-------- Data extracts --------

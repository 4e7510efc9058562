//! Monthly trip file ingestion and the emissions reference table.

use std::io;
use std::path::Path;
use std::thread;
use std::time::Duration;

use ::duckdb::ToSql;
use cabcarbon_core::{Fleet, Period, ValidationError};
use serde::Serialize;
use tracing::{error, info, warn};

use crate::estimator::EMISSIONS_TABLE;
use crate::{escape_sql_string, quote_identifier, set_fleet_cleaned, Warehouse, WarehouseError};

/// Public NYC TLC trip record bucket.
pub const DEFAULT_BASE_URL: &str = "https://d37ci6vzurychx.cloudfront.net/trip-data";

const EMISSIONS_COLUMNS: [&str; 2] = ["vehicle_type", "co2_grams_per_mile"];

/// Where one month of a fleet's trips is read from.
#[derive(Debug, Clone, PartialEq, Eq, Serialize)]
pub struct PeriodSource {
    pub period: Period,
    /// URL or local file path understood by `read_parquet`.
    pub location: String,
}

/// Every monthly file of `fleet` for the years `start_year..=end_year`.
///
/// `base_url` may be a remote prefix or a local directory; a trailing slash
/// is ignored.
pub fn period_sources(
    base_url: &str,
    fleet: Fleet,
    start_year: i32,
    end_year: i32,
) -> Result<Vec<PeriodSource>, ValidationError> {
    let base = base_url.trim_end_matches('/');
    let sources = Period::range(start_year, end_year)?
        .into_iter()
        .map(|period| PeriodSource {
            period,
            location: format!("{base}/{}_{}.parquet", fleet.table_name(), period.label()),
        })
        .collect();
    Ok(sources)
}

#[derive(Debug, Clone, PartialEq, Eq, Serialize)]
pub struct SkippedPeriod {
    pub period: Period,
    pub location: String,
    pub reason: String,
}

/// Outcome of loading one fleet.
#[derive(Debug, Clone, PartialEq, Eq, Serialize)]
pub struct LoadReport {
    pub fleet: Fleet,
    pub loaded: Vec<Period>,
    pub skipped: Vec<SkippedPeriod>,
    /// Rows in the fleet table after the last successful period.
    pub rows_total: u64,
}

/// One row of `ingest_log`.
#[derive(Debug, Clone, PartialEq, Eq, Serialize)]
pub struct IngestEntry {
    pub fleet: String,
    pub period: String,
    pub status: String,
}

impl LoadReport {
    pub fn is_empty(&self) -> bool {
        self.loaded.is_empty()
    }
}

impl Warehouse {
    /// Replace the fleet's raw table with the union of every readable period.
    ///
    /// A period that cannot be read is logged, recorded as skipped and the
    /// loop moves on. `fetch_delay` is slept between successive fetches.
    pub fn load_fleet(
        &self,
        fleet: Fleet,
        sources: &[PeriodSource],
        fetch_delay: Duration,
    ) -> Result<LoadReport, WarehouseError> {
        let table = fleet.table_name();
        self.in_transaction(|connection| {
            let drop = format!("DROP TABLE IF EXISTS {}", quote_identifier(table));
            connection.execute_batch(drop.as_str())?;
            set_fleet_cleaned(connection, fleet, false, &self.run_id)
        })?;
        info!(fleet = %fleet, periods = sources.len(), "loading trip files");

        let mut report = LoadReport {
            fleet,
            loaded: Vec::new(),
            skipped: Vec::new(),
            rows_total: 0,
        };

        for (index, source) in sources.iter().enumerate() {
            if index > 0 && !fetch_delay.is_zero() {
                thread::sleep(fetch_delay);
            }

            let created = !report.loaded.is_empty();
            match self.append_period(fleet, source, created) {
                Ok(rows_total) => {
                    report.rows_total = rows_total;
                    report.loaded.push(source.period);
                    info!(
                        fleet = %fleet,
                        period = %source.period,
                        rows_total,
                        "loaded trip file"
                    );
                    self.log_ingest(fleet, source, "loaded", Some(rows_total), None)?;
                }
                Err(error) => {
                    let reason = error.to_string();
                    warn!(
                        fleet = %fleet,
                        period = %source.period,
                        %reason,
                        "skipped trip file"
                    );
                    self.log_ingest(fleet, source, "skipped", None, Some(reason.as_str()))?;
                    report.skipped.push(SkippedPeriod {
                        period: source.period,
                        location: source.location.clone(),
                        reason,
                    });
                }
            }
        }

        info!(
            fleet = %fleet,
            loaded = report.loaded.len(),
            skipped = report.skipped.len(),
            rows_total = report.rows_total,
            "finished loading fleet"
        );
        Ok(report)
    }

    /// Read one period; the first success creates the table.
    fn append_period(
        &self,
        fleet: Fleet,
        source: &PeriodSource,
        table_exists: bool,
    ) -> Result<u64, WarehouseError> {
        let table = quote_identifier(fleet.table_name());
        let select = format!(
            "SELECT \
             CAST(VendorID AS BIGINT) AS vendor_id, \
             CAST({pickup} AS TIMESTAMP) AS {pickup}, \
             CAST({dropoff} AS TIMESTAMP) AS {dropoff}, \
             CAST(passenger_count AS BIGINT) AS passenger_count, \
             CAST(trip_distance AS DOUBLE) AS trip_distance, \
             CAST(total_amount AS DOUBLE) AS total_amount \
             FROM read_parquet('{location}')",
            pickup = fleet.source_pickup_column(),
            dropoff = fleet.source_dropoff_column(),
            location = escape_sql_string(&source.location),
        );

        let sql = if table_exists {
            format!("INSERT INTO {table} {select}")
        } else {
            format!("CREATE TABLE {table} AS {select}")
        };
        self.connection().execute_batch(sql.as_str())?;
        self.row_count(fleet.table_name())
    }

    fn log_ingest(
        &self,
        fleet: Fleet,
        source: &PeriodSource,
        status: &str,
        rows_total: Option<u64>,
        message: Option<&str>,
    ) -> Result<(), WarehouseError> {
        let period = source.period.label();
        let rows_total = rows_total.map(|rows| i64::try_from(rows).unwrap_or(i64::MAX));
        let params: [&dyn ToSql; 7] = [
            &self.run_id,
            &fleet.as_str(),
            &period,
            &source.location,
            &status,
            &rows_total,
            &message,
        ];
        self.connection().execute(
            "INSERT INTO ingest_log \
             (run_id, fleet, period, source, status, rows_total, message) \
             VALUES (?, ?, ?, ?, ?, ?, ?)",
            params.as_slice(),
        )?;
        Ok(())
    }

    /// Recreate the emissions reference table from a CSV file.
    ///
    /// Returns the number of vehicle classes loaded.
    pub fn load_emissions_factors(&self, csv_path: &Path) -> Result<u64, WarehouseError> {
        if !csv_path.is_file() {
            let error = io::Error::new(
                io::ErrorKind::NotFound,
                format!("emissions file '{}' not found", csv_path.display()),
            );
            error!(path = %csv_path.display(), "failed to load emissions factors");
            return Err(error.into());
        }

        self.drop_table(EMISSIONS_TABLE)?;
        let location = csv_path.to_string_lossy();
        let sql = format!(
            "CREATE TABLE {} AS SELECT * FROM read_csv_auto('{}')",
            quote_identifier(EMISSIONS_TABLE),
            escape_sql_string(&location)
        );
        self.connection().execute_batch(sql.as_str())?;

        let columns = self.column_names(EMISSIONS_TABLE)?;
        for required in EMISSIONS_COLUMNS {
            if !columns.iter().any(|column| column == required) {
                return Err(WarehouseError::MissingColumn {
                    table: EMISSIONS_TABLE.to_string(),
                    column: required.to_string(),
                });
            }
        }

        let rows = self.row_count(EMISSIONS_TABLE)?;
        info!(path = %csv_path.display(), rows, "loaded emissions factors");
        Ok(rows)
    }

    /// Ingest audit rows of the current run, oldest first.
    pub fn ingest_history(&self) -> Result<Vec<IngestEntry>, WarehouseError> {
        let mut statement = self.connection().prepare(
            "SELECT fleet, period, status FROM ingest_log \
             WHERE run_id = ? ORDER BY logged_at, fleet, period",
        )?;
        let rows = statement
            .query_map([self.run_id.as_str()], |row| {
                Ok(IngestEntry {
                    fleet: row.get(0)?,
                    period: row.get(1)?,
                    status: row.get(2)?,
                })
            })?
            .collect::<Result<Vec<_>, _>>()?;
        Ok(rows)
    }
}

#[cfg(test)]
mod tests {
    use std::fs;

    use super::*;
    use crate::test_support::*;

    #[test]
    fn builds_one_source_per_month_in_order() {
        let sources = period_sources(DEFAULT_BASE_URL, Fleet::Green, 2023, 2024).expect("sources");
        assert_eq!(sources.len(), 24);
        assert_eq!(
            sources[0].location,
            "https://d37ci6vzurychx.cloudfront.net/trip-data/green_tripdata_2023-01.parquet"
        );
        assert_eq!(sources[23].period.label(), "2024-12");
    }

    #[test]
    fn inverted_year_range_is_rejected() {
        assert!(matches!(
            period_sources("/data/", Fleet::Yellow, 2024, 2023),
            Err(ValidationError::InvertedYearRange { .. })
        ));
    }

    #[test]
    fn trailing_slash_on_base_is_ignored() {
        let sources = period_sources("/data/", Fleet::Yellow, 2024, 2024).expect("sources");
        assert_eq!(sources[0].location, "/data/yellow_tripdata_2024-01.parquet");
    }

    #[test]
    fn missing_period_is_skipped_and_the_rest_still_load() {
        let (temp, warehouse) = open_temp();
        let dir = temp.path().join("trips");
        fs::create_dir_all(&dir).expect("dir");
        write_month(
            &dir,
            Fleet::Yellow,
            "2024-01",
            &[trip("2024-01-03 08:00:00", "2024-01-03 08:10:00", 1, 1.2, 9.0)],
        );
        write_month(
            &dir,
            Fleet::Yellow,
            "2024-03",
            &[
                trip("2024-03-03 08:00:00", "2024-03-03 08:10:00", 2, 2.2, 12.0),
                trip("2024-03-04 09:00:00", "2024-03-04 09:30:00", 1, 5.0, 25.0),
            ],
        );

        let sources: Vec<PeriodSource> =
            period_sources(&dir.to_string_lossy(), Fleet::Yellow, 2024, 2024)
                .expect("sources")
                .into_iter()
                .take(3)
                .collect();
        let report = warehouse
            .load_fleet(Fleet::Yellow, &sources, Duration::ZERO)
            .expect("load");

        assert_eq!(report.rows_total, 3);
        assert_eq!(report.loaded.len(), 2);
        assert_eq!(report.skipped.len(), 1);
        assert_eq!(report.skipped[0].period.label(), "2024-02");
        assert_eq!(
            warehouse.column_names("yellow_tripdata").expect("columns")[1],
            "tpep_pickup_datetime"
        );

        let history = warehouse.ingest_history().expect("history");
        let statuses: Vec<&str> = history.iter().map(|entry| entry.status.as_str()).collect();
        assert_eq!(statuses, vec!["loaded", "skipped", "loaded"]);
    }

    #[test]
    fn loading_replaces_previous_rows() {
        let (temp, warehouse) = open_temp();
        warehouse
            .ingest_trips(
                Fleet::Green,
                &[trip("2020-01-01 08:00:00", "2020-01-01 08:10:00", 1, 1.0, 5.0)],
            )
            .expect("seed");
        write_month(
            temp.path(),
            Fleet::Green,
            "2024-05",
            &[trip("2024-05-01 08:00:00", "2024-05-01 08:10:00", 1, 1.0, 5.0)],
        );
        let source = PeriodSource {
            period: Period::new(2024, 5).expect("period"),
            location: temp
                .path()
                .join("green_tripdata_2024-05.parquet")
                .to_string_lossy()
                .into_owned(),
        };

        let report = warehouse
            .load_fleet(Fleet::Green, &[source], Duration::ZERO)
            .expect("load");
        assert_eq!(report.rows_total, 1);
    }

    #[test]
    fn no_readable_period_leaves_no_table() {
        let (temp, warehouse) = open_temp();
        let sources = period_sources(&temp.path().to_string_lossy(), Fleet::Green, 2024, 2024)
            .expect("sources");
        let report = warehouse
            .load_fleet(Fleet::Green, &sources[..2], Duration::ZERO)
            .expect("load");

        assert!(report.is_empty());
        assert_eq!(
            warehouse.table_status("green_tripdata").expect("status"),
            crate::TableStatus::Missing
        );
    }

    #[test]
    fn loads_emissions_csv_and_checks_columns() {
        let (temp, warehouse) = open_temp();
        let good = temp.path().join("emissions.csv");
        fs::write(
            &good,
            "vehicle_type,co2_grams_per_mile\nyellow_taxi,261.0\ngreen_taxi,327.0\n",
        )
        .expect("csv");
        assert_eq!(warehouse.load_emissions_factors(&good).expect("load"), 2);

        let bad = temp.path().join("bad.csv");
        fs::write(&bad, "vehicle,grams\nyellow_taxi,261.0\n").expect("csv");
        assert!(matches!(
            warehouse.load_emissions_factors(&bad),
            Err(WarehouseError::MissingColumn { .. })
        ));
    }

    #[test]
    fn missing_emissions_file_is_an_io_error() {
        let (temp, warehouse) = open_temp();
        assert!(matches!(
            warehouse.load_emissions_factors(&temp.path().join("absent.csv")),
            Err(WarehouseError::Io(_))
        ));
    }
}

--------

The expected response is the material above given again line by line, from its first line to the line holding "use serde::Serialize;", inclusive.

repository 4e7510efc9058562
//! Monthly trip file ingestion and the emissions reference table.

use std::io;
use std::path::Path;
use std::thread;
use std::time::Duration;

use ::duckdb::ToSql;
use cabcarbon_core::{Fleet, Period, ValidationError};
use serde::Serialize;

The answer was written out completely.